Exports have risen as per government sources due to: (i) a rupee-dollar parity that made import of raw materials financially viable again; however this raised imports – from 27.3 billion dollars July-January 2019 to 29.2 billion dollars in the comparable period of 2020. In other words, while exports rose by 8.1 percent during this period imports rose by 14.85 percent – a trend that is projected to rise unless policies are revised; and (ii) the diversion of many orders from India reeling under the onslaught of Covid-19 to Pakistan – a situation that Pakistani exporters have taken advantage of but, at the same time, it is relevant to highlight the fact that several textile exporters have complained recently that the gas load management plan would seriously impact on their ability to meet orders.
This data indicates two rather disturbing elements. First and foremost, the upfront severe contractionary policies implemented in compliance with terms of the International Monetary Fund (IMF) programme in 2019-20 (pre-Covid) - including a discount rate of 13.25 percent and a tax target of 5.5 trillion rupees - reduced the current account deficit with its impact on imports including raw material imports much greater than on fueling exports the rupee depreciation notwithstanding at a great cost to the productive sectors. This resulted in a massive reduction in demand for credit (the GDP was downgraded to 1.5 percent last year), a very high inflation rate impacting negatively on the general public’s pocketbook (projected at 13 percent in the budget) and last but not least a rise in the budget deficit with implications on the government borrowing from the domestic market (domestic debt rose from 16.5 trillion rupees to 23 trillion rupees in two years), internationally (total debt envisaged by the economic team pre-Covid-19 was 38.5 billion dollars in 39 months alone – a historic high). Business Recorder had repeatedly argued that reforms agreed with the International Monetary Fund should be more phased out to minimize their significant negative fallout but to no avail.
Post-Covid-19 while governments around the world supported expansionary policies Pakistan’s economic team leaders have managed a relaxation in their pre-Covid contractionary policies. The prevalent 7 percent discount rate is about half the earlier 13.5 percent yet it is well above the consumer price index of 5.7 percent and core inflation of 5.4 percent in January 2021 as per the PBS (though the State Bank of Pakistan, to its credit, has announced low borrowing costs for some productive sectors, particularly major exporters). Tax target at 4.9 trillion rupees presupposes a rise of GDP well above the rate of 1 percent projected by the multilaterals and even the 2 percent optimistic rate projected by the government.
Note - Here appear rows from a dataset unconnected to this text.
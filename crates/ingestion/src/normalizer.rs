//! Event normalizer
//!
//! Turns one `RawRecord` into a canonical `Event`. Missing or malformed
//! fields degrade to defaults; only an unparseable `date_time` rejects
//! the record.

use chrono::{DateTime, Utc};
use contracts::{Event, EventType, RawRecord};
use serde_json::{Number, Value};
use tracing::debug;
use uuid::Uuid;

use crate::datetime::parse_event_time;
use crate::error::NormalizationError;

/// Normalize a raw record, stamping missing dates with the current time.
pub fn normalize(raw: &RawRecord) -> Result<Event, NormalizationError> {
    normalize_at(raw, Utc::now())
}

/// Normalize a raw record against a fixed clock reading.
pub fn normalize_at(raw: &RawRecord, now: DateTime<Utc>) -> Result<Event, NormalizationError> {
    Ok(Event {
        id: Uuid::new_v4(),
        event_type: event_type(raw),
        user_id: text_field(raw, "user_id").unwrap_or_else(generated_id),
        transaction_id: text_field(raw, "transaction_id").unwrap_or_else(generated_id),
        ad_type: text_field(raw, "ad_type"),
        date_time: date_time(raw, now)?,
        time_to_click: time_to_click(raw),
    })
}

fn generated_id() -> String {
    Uuid::new_v4().to_string()
}

fn event_type(raw: &RawRecord) -> EventType {
    raw.get("event_type")
        .and_then(Value::as_str)
        .and_then(|name| EventType::from_name(&name.trim().to_lowercase()))
        .unwrap_or(EventType::Undetected)
}

/// Canonical form of an identifier, as stored and routed on.
pub fn normalize_key(raw: &str) -> String {
    raw.trim().to_lowercase()
}

/// Lower-cased, trimmed text; `None` when absent, null, blank or not text-like.
fn text_field(raw: &RawRecord, key: &str) -> Option<String> {
    let text = match raw.get(key)? {
        Value::String(s) => normalize_key(s),
        Value::Number(n) => n.to_string(),
        Value::Null => return None,
        other => {
            debug!(field = key, value = %other, "ignoring non-text field value");
            return None;
        }
    };
    (!text.is_empty()).then_some(text)
}

fn date_time(raw: &RawRecord, now: DateTime<Utc>) -> Result<DateTime<Utc>, NormalizationError> {
    match raw.get("date_time") {
        None | Some(Value::Null) => Ok(now),
        Some(Value::String(s)) if s.trim().is_empty() => Ok(now),
        Some(Value::String(s)) => {
            parse_event_time(s.trim()).ok_or_else(|| NormalizationError::unparseable_date(s.as_str()))
        }
        Some(other) => Err(NormalizationError::unparseable_date(other.to_string())),
    }
}

/// Passed through only when it is a non-zero number.
fn time_to_click(raw: &RawRecord) -> Option<Number> {
    match raw.get("time_to_click") {
        Some(Value::Number(n)) if n.as_f64() != Some(0.0) => Some(n.clone()),
        _ => None,
    }
}
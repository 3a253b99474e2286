//! Layered error definitions
//!
//! Categorized by source: config / backend / io

use thiserror::Error;

/// Unified error type for configuration and backend construction
#[derive(Debug, Error)]
pub enum ContractError {
    // ===== Configuration Errors =====
    /// Configuration parse error
    #[error("config parse error: {message}")]
    ConfigParse {
        message: String,
        #[source]
        source: Option<Box<dyn std::error::Error + Send + Sync>>,
    },

    /// Configuration validation error
    #[error("config validation error at '{field}': {message}")]
    ConfigValidation { field: String, message: String },

    // ===== Backend Errors =====
    /// Shard backend could not be opened
    #[error("shard '{shard}' backend error: {message}")]
    Backend { shard: String, message: String },

    // ===== General Errors =====
    /// IO error
    #[error("io error: {0}")]
    Io(#[from] std::io::Error),
}

impl ContractError {
    /// Create configuration parse error
    pub fn config_parse(message: impl Into<String>) -> Self {
        Self::ConfigParse {
            message: message.into(),
            source: None,
        }
    }

    /// Create configuration validation error
    pub fn config_validation(field: impl Into<String>, message: impl Into<String>) -> Self {
        Self::ConfigValidation {
            field: field.into(),
            message: message.into(),
        }
    }

    /// Create backend construction error
    pub fn backend(shard: impl Into<String>, message: impl Into<String>) -> Self {
        Self::Backend {
            shard: shard.into(),
            message: message.into(),
        }
    }
}

/// Outcome signal of a single unique-key insert.
///
/// Only `Unavailable` is transient; the writer retries it.
#[derive(Debug, Clone, PartialEq, Eq, Error)]
pub enum InsertError {
    /// A document with the same id is already stored
    #[error("duplicate key '{id}'")]
    Duplicate { id: String },

    /// Backend temporarily unreachable (reconnecting, I/O failure)
    #[error("backend unavailable: {message}")]
    Unavailable { message: String },

    /// Backend refuses this document permanently
    #[error("document rejected: {message}")]
    Rejected { message: String },
}

impl InsertError {
    pub fn duplicate(id: impl ToString) -> Self {
        Self::Duplicate { id: id.to_string() }
    }

    pub fn unavailable(message: impl Into<String>) -> Self {
        Self::Unavailable {
            message: message.into(),
        }
    }

    pub fn rejected(message: impl Into<String>) -> Self {
        Self::Rejected {
            message: message.into(),
        }
    }

    pub fn is_transient(&self) -> bool {
        matches!(self, Self::Unavailable { .. })
    }
}
//! Batch processing
//!
//! Accepts the permissive "single record or list of records" payload shape
//! and normalizes every entry in order.

use contracts::Event;
use serde_json::Value;
use tracing::{instrument, warn};

use crate::error::{IngestionError, NormalizationError, Result};
use crate::normalizer::normalize;

/// Why a raw entry produced no event
#[derive(Debug, Clone, PartialEq, Eq)]
pub enum RejectReason {
    /// Array entry that is not a JSON object (including `null`)
    NotAnObject,
    /// Entry failed normalization
    Normalization(NormalizationError),
}

impl RejectReason {
    /// Short label for metrics
    pub fn label(&self) -> &'static str {
        match self {
            Self::NotAnObject => "not_an_object",
            Self::Normalization(e) => e.reason(),
        }
    }
}

/// One skipped entry of a batch
#[derive(Debug, Clone, PartialEq, Eq)]
pub struct Rejection {
    /// Position in the submitted payload
    pub index: usize,
    pub reason: RejectReason,
}

/// Result of normalizing one payload
#[derive(Debug, Clone, Default)]
pub struct BatchOutcome {
    /// Events in input order
    pub events: Vec<Event>,
    pub rejected: Vec<Rejection>,
}

impl BatchOutcome {
    /// Number of raw entries seen
    pub fn total(&self) -> usize {
        self.events.len() + self.rejected.len()
    }

    pub fn is_empty(&self) -> bool {
        self.events.is_empty()
    }
}

/// Normalize a decoded payload.
///
/// `null` and `[]` yield an empty outcome.
///
/// # Errors
/// Returns `UnsupportedPayload` for scalar payloads.
#[instrument(name = "ingestion_process_batch", skip(payload))]
pub fn process_batch(payload: &Value) -> Result<BatchOutcome> {
    let mut outcome = BatchOutcome::default();

    match payload {
        Value::Null => {}
        Value::Object(_) => push_entry(&mut outcome, 0, payload),
        Value::Array(entries) => {
            outcome.events.reserve(entries.len());
            for (index, entry) in entries.iter().enumerate() {
                push_entry(&mut outcome, index, entry);
            }
        }
        Value::Bool(_) => return Err(IngestionError::UnsupportedPayload { found: "boolean" }),
        Value::Number(_) => return Err(IngestionError::UnsupportedPayload { found: "number" }),
        Value::String(_) => return Err(IngestionError::UnsupportedPayload { found: "string" }),
    }

    Ok(outcome)
}

fn push_entry(outcome: &mut BatchOutcome, index: usize, entry: &Value) {
    let Value::Object(raw) = entry else {
        outcome.rejected.push(Rejection {
            index,
            reason: RejectReason::NotAnObject,
        });
        return;
    };

    match normalize(raw) {
        Ok(event) => outcome.events.push(event),
        Err(e) => {
            warn!(index, error = %e, "record rejected during normalization");
            outcome.rejected.push(Rejection {
                index,
                reason: RejectReason::Normalization(e),
            });
        }
    }
}
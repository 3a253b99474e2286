//! Shard metrics for observability

use std::sync::atomic::{AtomicU64, Ordering};

/// Metrics for a single shard
#[derive(Debug, Default)]
pub struct ShardMetrics {
    /// Events stored on the first or a retried attempt
    stored_count: AtomicU64,
    /// Writes confirmed by a duplicate-key signal
    duplicate_count: AtomicU64,
    /// Failover attempts after the first write failed
    retry_count: AtomicU64,
    /// Events given up on
    abandoned_count: AtomicU64,
}

impl ShardMetrics {
    /// Create new metrics instance
    pub fn new() -> Self {
        Self::default()
    }

    pub fn stored_count(&self) -> u64 {
        self.stored_count.load(Ordering::Relaxed)
    }

    pub fn inc_stored_count(&self) {
        self.stored_count.fetch_add(1, Ordering::Relaxed);
    }

    pub fn duplicate_count(&self) -> u64 {
        self.duplicate_count.load(Ordering::Relaxed)
    }

    pub fn inc_duplicate_count(&self) {
        self.duplicate_count.fetch_add(1, Ordering::Relaxed);
    }

    pub fn retry_count(&self) -> u64 {
        self.retry_count.load(Ordering::Relaxed)
    }

    pub fn inc_retry_count(&self) {
        self.retry_count.fetch_add(1, Ordering::Relaxed);
    }

    pub fn abandoned_count(&self) -> u64 {
        self.abandoned_count.load(Ordering::Relaxed)
    }

    pub fn inc_abandoned_count(&self) {
        self.abandoned_count.fetch_add(1, Ordering::Relaxed);
    }

    /// Get snapshot of all metrics
    pub fn snapshot(&self) -> MetricsSnapshot {
        MetricsSnapshot {
            stored_count: self.stored_count(),
            duplicate_count: self.duplicate_count(),
            retry_count: self.retry_count(),
            abandoned_count: self.abandoned_count(),
        }
    }
}

/// Snapshot of shard metrics (for reporting)
#[derive(Debug, Clone, Copy, Default, PartialEq, Eq)]
pub struct MetricsSnapshot {
    pub stored_count: u64,
    pub duplicate_count: u64,
    pub retry_count: u64,
    pub abandoned_count: u64,
}

impl MetricsSnapshot {
    /// Writes that reached a terminal state
    pub fn completed(&self) -> u64 {
        self.stored_count + self.duplicate_count + self.abandoned_count
    }
}
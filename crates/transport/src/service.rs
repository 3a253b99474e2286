//! IngestService - payload to acknowledgement
//!
//! Decodes a request body, normalizes it and hands the events to the
//! dispatcher. The acknowledgement is returned once writes are spawned,
//! not once they are stored.

use std::sync::Arc;

use contracts::{IngestAck, ShardBackend};
use dispatcher::Dispatcher;
use ingestion::{process_batch, BatchOutcome, IngestionMetrics};
use serde_json::Value;
use tracing::{debug, error, instrument, warn};

/// Content types accepted for decoding
const JSON_CONTENT_TYPE: &str = "application/json";

/// True when the header value names JSON (parameters such as charset allowed)
pub fn is_json_content_type(content_type: Option<&str>) -> bool {
    content_type.is_some_and(|ct| {
        ct.trim_start()
            .get(..JSON_CONTENT_TYPE.len())
            .is_some_and(|prefix| prefix.eq_ignore_ascii_case(JSON_CONTENT_TYPE))
    })
}

/// Shared ingest entry point
pub struct IngestService<B> {
    dispatcher: Dispatcher<B>,
    metrics: Arc<IngestionMetrics>,
}

impl<B> Clone for IngestService<B> {
    fn clone(&self) -> Self {
        Self {
            dispatcher: self.dispatcher.clone(),
            metrics: Arc::clone(&self.metrics),
        }
    }
}

impl<B> IngestService<B> {
    pub fn new(dispatcher: Dispatcher<B>) -> Self {
        Self {
            dispatcher,
            metrics: Arc::new(IngestionMetrics::new()),
        }
    }

    pub fn dispatcher(&self) -> &Dispatcher<B> {
        &self.dispatcher
    }

    pub fn metrics(&self) -> &Arc<IngestionMetrics> {
        &self.metrics
    }
}

impl<B: ShardBackend + Send + Sync + 'static> IngestService<B> {
    /// Handle one submission
    #[instrument(
        name = "transport_submit",
        skip(self, body),
        fields(bytes = body.len())
    )]
    pub fn submit(&self, content_type: Option<&str>, body: &[u8]) -> IngestAck {
        let ack = self.process(content_type, body);
        observability::record_request(ack.status());
        ack
    }

    fn process(&self, content_type: Option<&str>, body: &[u8]) -> IngestAck {
        let Some(outcome) = self.decode(content_type, body) else {
            self.metrics.record_decode_error();
            return IngestAck::not_valid_json();
        };

        self.metrics.record_batch(&outcome);
        observability::record_batch(outcome.total(), outcome.events.len());
        for rejection in &outcome.rejected {
            observability::record_record_rejected(rejection.reason.label());
        }

        if outcome.is_empty() {
            debug!(
                rejected = outcome.rejected.len(),
                "Payload produced no events"
            );
            return IngestAck::empty();
        }

        let received = outcome.events.len();
        match self.dispatcher.dispatch(outcome.events) {
            Ok(_tasks) => IngestAck::success(received),
            Err(e) => {
                error!(error = %e, events = received, "Dispatch failed");
                IngestAck::not_dispatched()
            }
        }
    }

    fn decode(&self, content_type: Option<&str>, body: &[u8]) -> Option<BatchOutcome> {
        if !is_json_content_type(content_type) {
            debug!(content_type = ?content_type, "Unsupported content type");
            return None;
        }

        let payload: Value = match serde_json::from_slice(body) {
            Ok(value) => value,
            Err(e) => {
                debug!(error = %e, "Body is not valid JSON");
                return None;
            }
        };

        match process_batch(&payload) {
            Ok(outcome) => Some(outcome),
            Err(e) => {
                warn!(error = %e, "Unsupported payload shape");
                None
            }
        }
    }
}
//! Shard router
//!
//! Maps an event to the shard owning its `transaction_id`.
//!
//! Partitioning is plain `xxh3_64(key) % shard_count`. The hash is stable
//! across processes and restarts, but this is not consistent hashing:
//! changing the number of shards remaps nearly every key, so resharding
//! requires migrating stored documents.

use contracts::Event;
use xxhash_rust::xxh3::xxh3_64;

use crate::error::DispatcherError;

/// Stable 64-bit hash of a routing key
pub fn stable_hash(key: &str) -> u64 {
    xxh3_64(key.as_bytes())
}

/// Shard index for a raw routing key
pub fn shard_for_key(key: &str, shard_count: usize) -> Result<usize, DispatcherError> {
    if shard_count == 0 {
        return Err(DispatcherError::NoShards);
    }
    Ok((stable_hash(key) % shard_count as u64) as usize)
}

/// Shard index for an event, keyed by its normalized `transaction_id`
pub fn route(event: &Event, shard_count: usize) -> Result<usize, DispatcherError> {
    shard_for_key(&event.transaction_id, shard_count)
}

#[cfg(test)]
mod tests {
    use super::*;
    use chrono::Utc;
    use contracts::EventType;
    use uuid::Uuid;

    fn event_with_key(key: &str) -> Event {
        Event {
            id: Uuid::new_v4(),
            event_type: EventType::Click,
            user_id: String::new(),
            transaction_id: key.to_string(),
            ad_type: None,
            date_time: Utc::now(),
            time_to_click: None,
        }
    }

    #[test]
    fn test_route_is_deterministic() {
        for key in ["abc123", "tx-1", "", "ünïcödé"] {
            let first = shard_for_key(key, 7).unwrap();
            for _ in 0..10 {
                assert_eq!(shard_for_key(key, 7).unwrap(), first);
            }
            assert!(first < 7);
        }
    }

    #[test]
    fn test_route_ignores_event_id() {
        let a = event_with_key("abc123");
        let b = event_with_key("abc123");
        assert_ne!(a.id, b.id);
        assert_eq!(route(&a, 4).unwrap(), route(&b, 4).unwrap());
    }

    #[test]
    fn test_single_shard_takes_everything() {
        for key in ["a", "b", "c"] {
            assert_eq!(shard_for_key(key, 1).unwrap(), 0);
        }
    }

    #[test]
    fn test_zero_shards_is_an_error() {
        assert!(matches!(
            shard_for_key("abc123", 0),
            Err(DispatcherError::NoShards)
        ));
    }

    #[test]
    fn test_hash_is_stable_value() {
        // Pinned so a dependency upgrade cannot silently remap stored data
        assert_eq!(stable_hash(""), 0x2D06800538D394C2);
        assert_eq!(stable_hash("abc123"), 0x33739D7BB9744CD0);
        assert_eq!(stable_hash("tx-mixed"), 0xBFDE635111AA18BC);
    }

    #[test]
    fn test_known_keys_map_to_fixed_shards() {
        assert_eq!(shard_for_key("abc123", 3).unwrap(), 2);
        assert_eq!(shard_for_key("abc123", 4).unwrap(), 0);
        assert_eq!(shard_for_key("tx-mixed", 3).unwrap(), 2);
    }

    #[test]
    fn test_keys_spread_over_shards() {
        let mut counts = [0usize; 4];
        for i in 0..1000 {
            counts[shard_for_key(&format!("tx-{i}"), 4).unwrap()] += 1;
        }
        assert!(counts.iter().all(|&c| c > 150), "skewed: {counts:?}");
    }
}
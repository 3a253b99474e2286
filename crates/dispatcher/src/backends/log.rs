//! LogBackend - logs documents via tracing

use contracts::{Event, InsertError, ShardBackend};
use tracing::{info, instrument};

/// Backend that only logs each document, for debugging
pub struct LogBackend {
    name: String,
}

impl LogBackend {
    /// Create a new LogBackend with the given name
    pub fn new(name: impl Into<String>) -> Self {
        Self { name: name.into() }
    }

    fn log_document(&self, event: &Event) -> Result<(), InsertError> {
        let document =
            serde_json::to_string(event).map_err(|e| InsertError::rejected(e.to_string()))?;

        info!(
            shard = %self.name,
            event_id = %event.id,
            event_type = %event.event_type,
            document = %document,
            "Event received"
        );
        Ok(())
    }
}

impl ShardBackend for LogBackend {
    fn name(&self) -> &str {
        &self.name
    }

    #[instrument(
        name = "log_backend_insert",
        skip(self, event),
        fields(shard = %self.name, event_id = %event.id)
    )]
    async fn insert_unique(&self, event: &Event) -> Result<(), InsertError> {
        self.log_document(event)
    }
}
Secondly, the current account deficit continues to register a positive trend this year and this is attributed to a massive rise in remittances. Again research carried out by multilaterals as well as the State Bank of Pakistan indicates that remittances are likely to decline in months and years to come mainly due to global factors and therefore reliance on this item may decline.
Apart from the contractionary policies exports remain hostage to access to utilities and their frequent rate rises that make our exports uncompetitive internationally. Foreign policy also plays a role in exports and in this context it is relevant to note that our rice exports, previously the bulk of basmati rice was exported to the Middle East, have declined by 38 percent in the current fiscal year though the Chairman of Rice Exporters Association of Pakistan noted that “Chinese buying of Pakistan’s non-basmati rice kept our exporters busy in September and December 2020.”
As the current account deficit has been contained the focus of the government must shift towards growth in the economy for which it shall have to engage with the IMF for appropriate waivers as well as a gas load management plan that does not seek to penalize the country’s productive sectors. It is critical to remember that the trade deficit is not only a function of Covid-19 but of monetary and fiscal policies as well as those being implemented in the power sector.